====== Provided data ======

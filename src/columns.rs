//! Column resolution: raw device exports to canonical sessions.
//!
//! Device exports name their columns differently. Two strategies map them onto
//! the canonical fields {time, SmO₂, power, heart rate}:
//!
//! - **Exact rename** - the all-out exports use fixed literal headers
//!   (`"Time[s]"`, `"SmO2[%]"`, `"Power -  2[W]"`).
//! - **Keyword match** - the dynamic test lists every column whose header
//!   contains a field keyword; the caller then picks one per field.
//!
//! Both strategies coerce cells to numbers and drop rows where a required
//! field is not numeric. Surviving rows keep their original order.

use std::io::Read;

use log::debug;
use serde::{Deserialize, Serialize};

use crate::error::{AnalysisError, OptionExt, Result};
use crate::{Sample, Session};

/// Literal time header of the all-out exports
pub const EXACT_TIME_COLUMN: &str = "Time[s]";
/// Literal SmO₂ header of the all-out exports
pub const EXACT_SMO2_COLUMN: &str = "SmO2[%]";
/// Literal power header of the all-out exports (two spaces after the dash)
pub const EXACT_POWER_COLUMN: &str = "Power -  2[W]";

pub const TIME_KEYWORDS: &[&str] = &["Time"];
pub const SMO2_KEYWORDS: &[&str] = &["SmO2"];
pub const POWER_KEYWORDS: &[&str] = &["Power", "Target"];
pub const HEART_RATE_KEYWORDS: &[&str] = &["HR", "Fréquence"];

// ============================================================================
// Raw Table
// ============================================================================

/// One cell of the raw table, as produced by the spreadsheet reader.
#[derive(Debug, Clone, PartialEq, Serialize, Deserialize)]
#[serde(untagged)]
pub enum Cell {
    Number(f64),
    Text(String),
    Empty,
}

impl Cell {
    /// Numeric coercion: finite numbers and text parsing to a finite number.
    pub fn as_number(&self) -> Option<f64> {
        let value = match self {
            Cell::Number(v) => *v,
            Cell::Text(text) => text.trim().parse::<f64>().ok()?,
            Cell::Empty => return None,
        };
        value.is_finite().then_some(value)
    }
}

impl From<f64> for Cell {
    fn from(value: f64) -> Self {
        Cell::Number(value)
    }
}

impl From<&str> for Cell {
    fn from(value: &str) -> Self {
        if value.is_empty() {
            Cell::Empty
        } else {
            Cell::Text(value.to_string())
        }
    }
}

/// Tabular dataset with arbitrary headers, before any cleaning.
#[derive(Debug, Clone, Default, PartialEq, Serialize, Deserialize)]
pub struct RawTable {
    pub headers: Vec<String>,
    pub rows: Vec<Vec<Cell>>,
}

impl RawTable {
    pub fn new(headers: Vec<String>, rows: Vec<Vec<Cell>>) -> Self {
        Self { headers, rows }
    }

    /// Read a table from delimited text with a header row.
    ///
    /// Rows may be ragged; missing trailing cells read as [`Cell::Empty`].
    pub fn from_csv_reader<R: Read>(reader: R) -> Result<Self> {
        let mut reader = csv::ReaderBuilder::new()
            .flexible(true)
            .trim(csv::Trim::Headers)
            .from_reader(reader);

        let headers = reader.headers()?.iter().map(str::to_string).collect();
        let mut rows = Vec::new();
        for record in reader.records() {
            let record = record?;
            rows.push(record.iter().map(Cell::from).collect());
        }

        Ok(Self { headers, rows })
    }

    /// Position of the first column with exactly this header.
    pub fn column_index(&self, name: &str) -> Option<usize> {
        self.headers.iter().position(|h| h == name)
    }

    pub fn row_count(&self) -> usize {
        self.rows.len()
    }

    fn number_at(&self, row: &[Cell], column: usize) -> Option<f64> {
        row.get(column).and_then(Cell::as_number)
    }
}

// ============================================================================
// Keyword Resolution
// ============================================================================

/// Filter column names containing any of the keywords, in table order.
///
/// Matching is a case-sensitive substring test.
pub fn resolve<'a>(candidates: &'a [String], keywords: &[&str]) -> Vec<&'a str> {
    candidates
        .iter()
        .filter(|name| keywords.iter().any(|k| name.contains(k)))
        .map(String::as_str)
        .collect()
}

/// Candidate columns for each canonical field.
#[derive(Debug, Clone, PartialEq, Serialize, Deserialize)]
pub struct ColumnCandidates {
    pub time: Vec<String>,
    pub smo2: Vec<String>,
    pub power: Vec<String>,
    /// Heart rate is optional; may be empty
    pub heart_rate: Vec<String>,
}

impl ColumnCandidates {
    /// List the candidates of every field.
    ///
    /// Fails with [`AnalysisError::NoMatchingColumn`] when a required field
    /// has no candidate at all.
    pub fn discover(table: &RawTable) -> Result<Self> {
        let owned = |names: Vec<&str>| names.into_iter().map(str::to_string).collect::<Vec<_>>();

        let candidates = Self {
            time: owned(resolve(&table.headers, TIME_KEYWORDS)),
            smo2: owned(resolve(&table.headers, SMO2_KEYWORDS)),
            power: owned(resolve(&table.headers, POWER_KEYWORDS)),
            heart_rate: owned(resolve(&table.headers, HEART_RATE_KEYWORDS)),
        };

        for (field, names, keywords) in [
            ("time", &candidates.time, TIME_KEYWORDS),
            ("SmO2", &candidates.smo2, SMO2_KEYWORDS),
            ("power", &candidates.power, POWER_KEYWORDS),
        ] {
            if names.is_empty() {
                return Err(AnalysisError::NoMatchingColumn {
                    field: field.to_string(),
                    expected: format!("a column containing {}", quoted(keywords)),
                });
            }
        }

        Ok(candidates)
    }

    /// Check that every selected column is a candidate of its field.
    pub fn validate(&self, selection: &ColumnSelection) -> Result<()> {
        check_selected("time", &selection.time, &self.time)?;
        check_selected("SmO2", &selection.smo2, &self.smo2)?;
        check_selected("power", &selection.power, &self.power)?;
        if let Some(hr) = &selection.heart_rate {
            check_selected("heart rate", hr, &self.heart_rate)?;
        }
        Ok(())
    }
}

fn check_selected(field: &str, column: &str, candidates: &[String]) -> Result<()> {
    if candidates.iter().any(|c| c == column) {
        Ok(())
    } else {
        Err(AnalysisError::InvalidSelection {
            field: field.to_string(),
            column: column.to_string(),
        })
    }
}

fn quoted(keywords: &[&str]) -> String {
    keywords
        .iter()
        .map(|k| format!("'{}'", k))
        .collect::<Vec<_>>()
        .join(" or ")
}

/// The column chosen for each canonical field.
#[derive(Debug, Clone, PartialEq, Serialize, Deserialize)]
pub struct ColumnSelection {
    pub time: String,
    pub smo2: String,
    pub power: String,
    pub heart_rate: Option<String>,
}

impl ColumnSelection {
    /// Pick the first candidate of every field.
    pub fn first_candidates(candidates: &ColumnCandidates) -> Option<Self> {
        Some(Self {
            time: candidates.time.first()?.clone(),
            smo2: candidates.smo2.first()?.clone(),
            power: candidates.power.first()?.clone(),
            heart_rate: candidates.heart_rate.first().cloned(),
        })
    }
}

// ============================================================================
// Resolution Modes
// ============================================================================

struct ColumnIndices {
    time: usize,
    smo2: usize,
    power: usize,
    heart_rate: Option<usize>,
}

/// Exact-rename mode: map the literal export headers onto a session.
pub fn resolve_exact(table: &RawTable) -> Result<Session> {
    let indices = ColumnIndices {
        time: table
            .column_index(EXACT_TIME_COLUMN)
            .ok_or_no_column("time", EXACT_TIME_COLUMN)?,
        smo2: table
            .column_index(EXACT_SMO2_COLUMN)
            .ok_or_no_column("SmO2", EXACT_SMO2_COLUMN)?,
        power: table
            .column_index(EXACT_POWER_COLUMN)
            .ok_or_no_column("power", EXACT_POWER_COLUMN)?,
        heart_rate: None,
    };
    extract(table, &indices)
}

/// Keyword mode: extract the columns chosen by the caller.
pub fn resolve_keywords(table: &RawTable, selection: &ColumnSelection) -> Result<Session> {
    let candidates = ColumnCandidates::discover(table)?;
    candidates.validate(selection)?;

    let index = |name: &str, field: &str| table.column_index(name).ok_or_no_column(field, name);
    let indices = ColumnIndices {
        time: index(&selection.time, "time")?,
        smo2: index(&selection.smo2, "SmO2")?,
        power: index(&selection.power, "power")?,
        heart_rate: match &selection.heart_rate {
            Some(name) => Some(index(name, "heart rate")?),
            None => None,
        },
    };
    extract(table, &indices)
}

fn extract(table: &RawTable, indices: &ColumnIndices) -> Result<Session> {
    let rows_read = table.row_count();
    let samples: Vec<Sample> = table
        .rows
        .iter()
        .filter_map(|row| {
            let time = table.number_at(row, indices.time)?;
            let smo2 = table.number_at(row, indices.smo2)?;
            let power = table.number_at(row, indices.power)?;
            let heart_rate = indices
                .heart_rate
                .and_then(|col| table.number_at(row, col));
            Some(Sample {
                time,
                smo2,
                power,
                heart_rate,
            })
        })
        .collect();

    if samples.len() < rows_read {
        debug!(
            "[Columns] Dropped {} of {} rows with non-numeric required fields",
            rows_read - samples.len(),
            rows_read
        );
    }
    if samples.is_empty() {
        return Err(AnalysisError::EmptyDataset { rows_read });
    }

    Session::new(samples)
}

======

## Task prompt
Please give an exact copy of the lines above, beginning with the line containing "one per field." and running through the line containing "use log::debug;", and of no other lines.

## Task solution
//!   contains a field keyword; the caller then picks one per field.
//!
//! Both strategies coerce cells to numbers and drop rows where a required
//! field is not numeric. Surviving rows keep their original order.

use std::io::Read;

use log::debug;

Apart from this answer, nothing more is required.